We own or hold exclusive licenses to a number of U.S. and foreign patents and patent applications directed to IPI-549. Our success depends on our ability to obtain patent protection both in the United States and in other countries for IPI-549, our methods of manufacture and our methods of use. Our ability to protect IPI-549 from unauthorized or infringing use by third parties depends substantially on our ability to obtain and enforce our patents.
Due to evolving legal standards relating to the patentability, validity and enforceability of patents covering pharmaceutical inventions and molecular diagnostics and the claim scope of these patents, our ability to obtain and enforce patents that may issue from any pending or future patent applications is uncertain and involves complex legal, scientific and factual questions. The standards that the United States Patent and Trademark Office, or USPTO, and its foreign counterparts use to grant patents are not always applied predictably or uniformly and are subject to change. To date, no consistent policy has emerged regarding the breadth of claims allowed in pharmaceutical or molecular diagnostics patents. Thus, we cannot guarantee that any patents will issue from any pending or future patent applications owned by or licensed to us. Even if patents do issue, we cannot guarantee that the claims of these patents will be held valid or enforceable by a court of law, will provide us with any significant protection against competitive products or will afford us a commercial advantage over competitive products.

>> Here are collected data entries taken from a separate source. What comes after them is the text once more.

mod store_common;

use std::collections::BTreeSet;

use graphstage::{
    Capabilities, Capability, FaultPoint, Graph, GraphStatus, MemoryBackend, PersistentStore,
    SessionOptions, StoreError,
};
use store_common::{name, seeded_backend, triple};

#[test]
fn added_graph_reaches_backend_on_flush() {
    let mut store = PersistentStore::new(seeded_backend());
    let handle = store
        .add_graph(Graph::with_triples(name("urn:new"), [triple("x", "y")]))
        .unwrap();

    let report = store.flush().unwrap();
    assert_eq!(report.graphs_created, 1);
    assert_eq!(
        store.backend().snapshot(&name("urn:new")),
        Some(BTreeSet::from([triple("x", "y")]))
    );
    assert_eq!(store.status(&name("urn:new")), GraphStatus::PresentClean);
    assert!(!handle.is_new_graph());
    assert!(!handle.is_dirty());
    assert!(store.is_fully_synced());
}

#[test]
fn empty_new_graph_is_created() {
    let mut store = PersistentStore::new(seeded_backend());
    store.add_graph(Graph::new(name("urn:empty"))).unwrap();
    store.flush().unwrap();
    assert_eq!(
        store.backend().snapshot(&name("urn:empty")),
        Some(BTreeSet::new())
    );
}

#[test]
fn new_graphs_use_save_when_incremental_creation_is_off() {
    let options = SessionOptions {
        prefer_incremental_updates: false,
    };
    let mut store = PersistentStore::with_options(seeded_backend(), options);
    store
        .add_graph(Graph::with_triples(name("urn:new"), [triple("x", "y")]))
        .unwrap();
    store.flush().unwrap();

    let stats = store.backend().stats();
    assert_eq!(stats.saves, 1);
    assert_eq!(stats.updates, 0);
}

#[test]
fn removed_graph_is_deleted_on_flush() {
    let mut store = PersistentStore::new(seeded_backend());
    let places = store.graph(&name("urn:places")).unwrap();
    store.remove_graph(&name("urn:places")).unwrap();

    let report = store.flush().unwrap();
    assert_eq!(report.graphs_deleted, 1);
    assert!(!store.backend().contains_graph(&name("urn:places")));
    assert!(!store.has_graph(&name("urn:places")).unwrap());
    assert!(!places.is_attached());
    assert_eq!(places.len(), 1);
}

#[test]
fn add_then_remove_never_touches_backend() {
    let mut store = PersistentStore::new(seeded_backend());
    store
        .add_graph(Graph::with_triples(name("urn:temp"), [triple("x", "y")]))
        .unwrap();
    store.remove_graph(&name("urn:temp")).unwrap();

    let report = store.flush().unwrap();
    assert!(report.is_noop());
    assert_eq!(store.backend().stats().writes(), 0);
    assert!(!store.backend().contains_graph(&name("urn:temp")));
    assert!(!store.has_graph(&name("urn:temp")).unwrap());
}

#[test]
fn remove_then_add_same_content_is_net_noop() {
    let mut store = PersistentStore::new(seeded_backend());
    store.remove_graph(&name("urn:places")).unwrap();
    store
        .add_graph(Graph::with_triples(
            name("urn:places"),
            [triple("paris", "france")],
        ))
        .unwrap();

    let report = store.flush().unwrap();
    assert!(report.is_noop());
    assert_eq!(store.backend().stats().writes(), 0);
    assert_eq!(
        store.backend().snapshot(&name("urn:places")),
        Some(BTreeSet::from([triple("paris", "france")]))
    );
}

#[test]
fn dirty_graph_is_written_incrementally() {
    let mut store = PersistentStore::new(seeded_backend());
    let people = store.graph(&name("urn:people")).unwrap();
    people.assert(triple("erin", "frank"));
    people.retract(&triple("alice", "carol"));

    let report = store.flush().unwrap();
    assert_eq!(report.graphs_updated, 1);
    assert_eq!(report.graphs_rewritten, 0);
    assert_eq!(
        store.backend().snapshot(&name("urn:people")),
        Some(BTreeSet::from([triple("bob", "dave"), triple("erin", "frank")]))
    );
    assert!(!people.is_dirty());
    assert_eq!(store.backend().stats().saves, 0);
}

#[test]
fn dirty_graph_without_incremental_updates_is_rewritten() {
    let backend = MemoryBackend::with_capabilities(
        Capabilities::read_write()
            .with(Capability::ListGraphs)
            .with(Capability::DeleteGraph),
    );
    backend.insert_graph(name("urn:people"), [triple("alice", "carol")]);
    let mut store = PersistentStore::new(backend);
    let people = store.graph(&name("urn:people")).unwrap();
    people.assert(triple("erin", "frank"));

    // Written behind the session's back; the rewrite reloads and keeps it.
    store
        .backend()
        .insert_graph(name("urn:people"), [triple("alice", "carol"), triple("zed", "z")]);

    let report = store.flush().unwrap();
    assert_eq!(report.graphs_rewritten, 1);
    assert_eq!(
        store.backend().snapshot(&name("urn:people")),
        Some(BTreeSet::from([
            triple("alice", "carol"),
            triple("erin", "frank"),
            triple("zed", "z"),
        ]))
    );
    let stats = store.backend().stats();
    assert_eq!(stats.updates, 0);
    assert_eq!(stats.loads, 2);
    assert_eq!(stats.saves, 1);
}

#[test]
fn second_flush_makes_no_backend_calls() {
    let mut store = PersistentStore::new(seeded_backend());
    store.graph(&name("urn:people")).unwrap().assert(triple("erin", "frank"));
    store.remove_graph(&name("urn:places")).unwrap();
    store.add_graph(Graph::new(name("urn:new"))).unwrap();

    store.flush().unwrap();
    let after_first = store.backend().stats();
    let report = store.flush().unwrap();

    assert!(report.is_noop());
    assert_eq!(store.backend().stats(), after_first);
}

#[test]
fn removal_without_delete_capability_is_unsupported() {
    let backend = MemoryBackend::with_capabilities(
        Capabilities::all().without(Capability::DeleteGraph),
    );
    backend.insert_graph(name("urn:a"), []);
    let mut store = PersistentStore::new(backend);
    store.remove_graph(&name("urn:a")).unwrap();

    let err = store.flush().unwrap_err();
    assert!(matches!(
        err,
        StoreError::UnsupportedCapability(Capability::DeleteGraph)
    ));
    assert_eq!(store.status(&name("urn:a")), GraphStatus::PendingRemoval);
    assert!(store.backend().contains_graph(&name("urn:a")));
}

#[test]
fn failed_flush_keeps_completed_graphs_and_retries_the_rest() {
    let mut store = PersistentStore::new(seeded_backend());
    store
        .add_graph(Graph::with_triples(name("urn:a"), [triple("a", "1")]))
        .unwrap();
    store
        .add_graph(Graph::with_triples(name("urn:b"), [triple("b", "2")]))
        .unwrap();
    store.backend().faults().configure_after(FaultPoint::UpdateGraph, 1, 1);

    let err = store.flush().unwrap_err();
    assert!(err.to_string().contains("fault injected"), "got {err:?}");
    assert_eq!(store.status(&name("urn:a")), GraphStatus::PresentClean);
    assert_eq!(store.status(&name("urn:b")), GraphStatus::PendingAddition);
    assert!(store.backend().contains_graph(&name("urn:a")));
    assert!(!store.backend().contains_graph(&name("urn:b")));
    assert!(!store.is_fully_synced());

    let updates_before_retry = store.backend().stats().updates;
    let report = store.flush().unwrap();
    assert_eq!(report.graphs_created, 1);
    assert_eq!(store.backend().stats().updates, updates_before_retry + 1);
    assert!(store.backend().contains_graph(&name("urn:b")));
    assert!(store.is_fully_synced());
}

#[test]
fn failed_deletion_aborts_before_additions() {
    let mut store = PersistentStore::new(seeded_backend());
    store.remove_graph(&name("urn:places")).unwrap();
    store.add_graph(Graph::new(name("urn:new"))).unwrap();
    store.backend().faults().configure(FaultPoint::DeleteGraph, 1);

    assert!(store.flush().is_err());
    assert!(!store.backend().contains_graph(&name("urn:new")));
    assert_eq!(store.status(&name("urn:places")), GraphStatus::PendingRemoval);

    store.flush().unwrap();
    assert!(!store.backend().contains_graph(&name("urn:places")));
    assert!(store.backend().contains_graph(&name("urn:new")));
}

The Leahy-Smith America Invents Act, or the America Invents Act, reforms United States patent law in part by changing the standard for patent approval for certain patents from a “first to invent” standard to a “first to file” standard and developing a post-grant review system. This new law changes United States patent law in a way that may severely weaken our ability to obtain patent protection in the United States. Additionally, recent judicial decisions establishing new case law and a reinterpretation of past case law, as well as regulatory initiatives, may make it more difficult for us to protect our intellectual property.
Issued patents that we have or may obtain or license may not provide us with any meaningful protection, prevent competitors from competing with us or otherwise provide us with any competitive advantage. Our competitors may be able to circumvent our patents by developing similar or alternative technologies or products in a non-infringing manner.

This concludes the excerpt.